L’obiettivo di questo studio è stato quello di capire quale sia il ritardo che il sistema di dispatch comporta per far arrivare una risposta EMS al chiamante. Lo studio è stato realizzato in Grecia, Cipro, Romania, Austria, Croazia e Serbia. La ricerca è molto approfondita ma va tenuto in considerazione che nella maggior parte delle nazioni in cui è stato condotto il 112 era “ancora sottoutilizzato rispetto alle sue potenzialità ma è un importante sistema per uniformare le risposte alle emergenze”. Lo studio EUROCALL ha indicato che quando si effettua una chiamata di emergenza con il numero 112 diverso tempo può passare prima di avere una risposta da un professionista medico adeguato a gestire un arresto cardiaco per via telefonica. “Il tempo per contattare un EMCC è spesso più lungo quando c’è un doppio step, rispetto a quando si può procedere con uno step unico”.
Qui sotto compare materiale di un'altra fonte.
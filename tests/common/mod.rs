//! Shared utilities for integration testing.
#![allow(dead_code)]

use std::sync::atomic::{AtomicU32, Ordering};
use std::sync::{Arc, Mutex};

use axum::body::Body;
use axum::extract::State;
use axum::http::{Request, Response, StatusCode, Version};
use axum::Router;

use gozero::{HttpReverseProxy, ProxyOptions};

/// What a mock upstream observed.
#[derive(Default)]
pub struct UpstreamLog {
    hits: AtomicU32,
    last_version: Mutex<Option<Version>>,
}

impl UpstreamLog {
    pub fn hits(&self) -> u32 {
        self.hits.load(Ordering::SeqCst)
    }

    pub fn last_version(&self) -> Option<Version> {
        *self.last_version.lock().unwrap()
    }

    fn observe(&self, req: &Request<Body>) -> u32 {
        *self.last_version.lock().unwrap() = Some(req.version());
        self.hits.fetch_add(1, Ordering::SeqCst)
    }
}

#[derive(Clone)]
struct MockState {
    log: Arc<UpstreamLog>,
    respond: Arc<dyn Fn(u32, &str) -> (StatusCode, String) + Send + Sync>,
}

async fn mock_handler(State(state): State<MockState>, req: Request<Body>) -> Response<Body> {
    let attempt = state.log.observe(&req);
    let (status, body) = (state.respond)(attempt, req.uri().path());
    Response::builder()
        .status(status)
        .body(Body::from(body))
        .unwrap()
}

/// Start a mock upstream whose responses are computed from the attempt
/// counter and the request path. Serves HTTP/1.1 and h2c.
pub async fn start_programmable_upstream<F>(port: u16, respond: F) -> Arc<UpstreamLog>
where
    F: Fn(u32, &str) -> (StatusCode, String) + Send + Sync + 'static,
{
    let log = Arc::new(UpstreamLog::default());
    let state = MockState {
        log: log.clone(),
        respond: Arc::new(respond),
    };

    let app = Router::new().fallback(mock_handler).with_state(state);
    let listener = tokio::net::TcpListener::bind(("127.0.0.1", port))
        .await
        .expect("failed to bind mock upstream");

    tokio::spawn(async move {
        axum::serve(listener, app).await.expect("mock upstream died");
    });

    log
}

/// Start a mock upstream with the fixed test routes:
/// `/pass` → 200 "Hello, World!", `/fail` → 500 "Internal Server Error".
pub async fn start_upstream(port: u16) -> Arc<UpstreamLog> {
    start_programmable_upstream(port, |_, path| match path {
        "/pass" => (StatusCode::OK, "Hello, World!".to_string()),
        "/fail" => (
            StatusCode::INTERNAL_SERVER_ERROR,
            "Internal Server Error".to_string(),
        ),
        _ => (StatusCode::NOT_FOUND, "not found".to_string()),
    })
    .await
}

/// Create and start a proxy on the given port.
pub async fn start_proxy(port: u16, buffer: usize) -> HttpReverseProxy {
    let options = ProxyOptions::default()
        .with_listen_port(port)
        .with_buffer_size(buffer);
    let proxy = HttpReverseProxy::new(options).expect("invalid proxy options");
    proxy.start().await.expect("failed to start proxy");
    proxy
}

/// The routing headers a client steers the proxy with in these tests.
pub fn routing_headers(upstream_port: u16) -> Vec<(&'static str, String)> {
    vec![
        ("X-Gozero-Target-Host", "localhost".to_string()),
        ("X-Gozero-Target-Port", upstream_port.to_string()),
        ("X-Gozero-Target-Scheme", "http".to_string()),
        ("X-Gozero-Target-Retries", "10".to_string()),
        ("X-Gozero-Target-Backoff", "100ms".to_string()),
    ]
}

/// Build a GET request against the proxy with the given routing headers.
pub fn proxy_get(
    client: &reqwest::Client,
    proxy_port: u16,
    path: &str,
    headers: &[(&'static str, String)],
) -> reqwest::RequestBuilder {
    let mut req = client.get(format!("http://127.0.0.1:{proxy_port}{path}"));
    for (name, value) in headers {
        req = req.header(*name, value);
    }
    req
}

/// HTTP/1.1 client without pooling, so shutdown never waits on idle
/// connections.
pub fn http1_client() -> reqwest::Client {
    reqwest::Client::builder()
        .pool_max_idle_per_host(0)
        .no_proxy()
        .build()
        .unwrap()
}

/// Cleartext prior-knowledge HTTP/2 client.
pub fn h2c_client() -> reqwest::Client {
    reqwest::Client::builder()
        .http2_prior_knowledge()
        .pool_max_idle_per_host(0)
        .no_proxy()
        .build()
        .unwrap()
}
Nel 33% delle chiamate servono più di 30 secondi per raggiungere l’operatore medico adeguato. Anche se non è stabilito un tempo ottimale per una risposta sanitaria all’emergenza, nel caso di arresto cardiaco sappiamo che il survival rate decresce del 10% per ogni minuto di ritardo nella esecuzione di un massaggio cardiaco. Dove si potrebbe andare a colpire – nella gestione del sistema – affinché l’invio del mezzo avvenga nel minor tempo possibile? C’è qualche passaggio dove si potrebbero tagliare minuti, invece che focalizzarsi sui primi 30 secondi? Una domanda aperta che cercheremo di approfondire e di investigare nelle prossime settimane.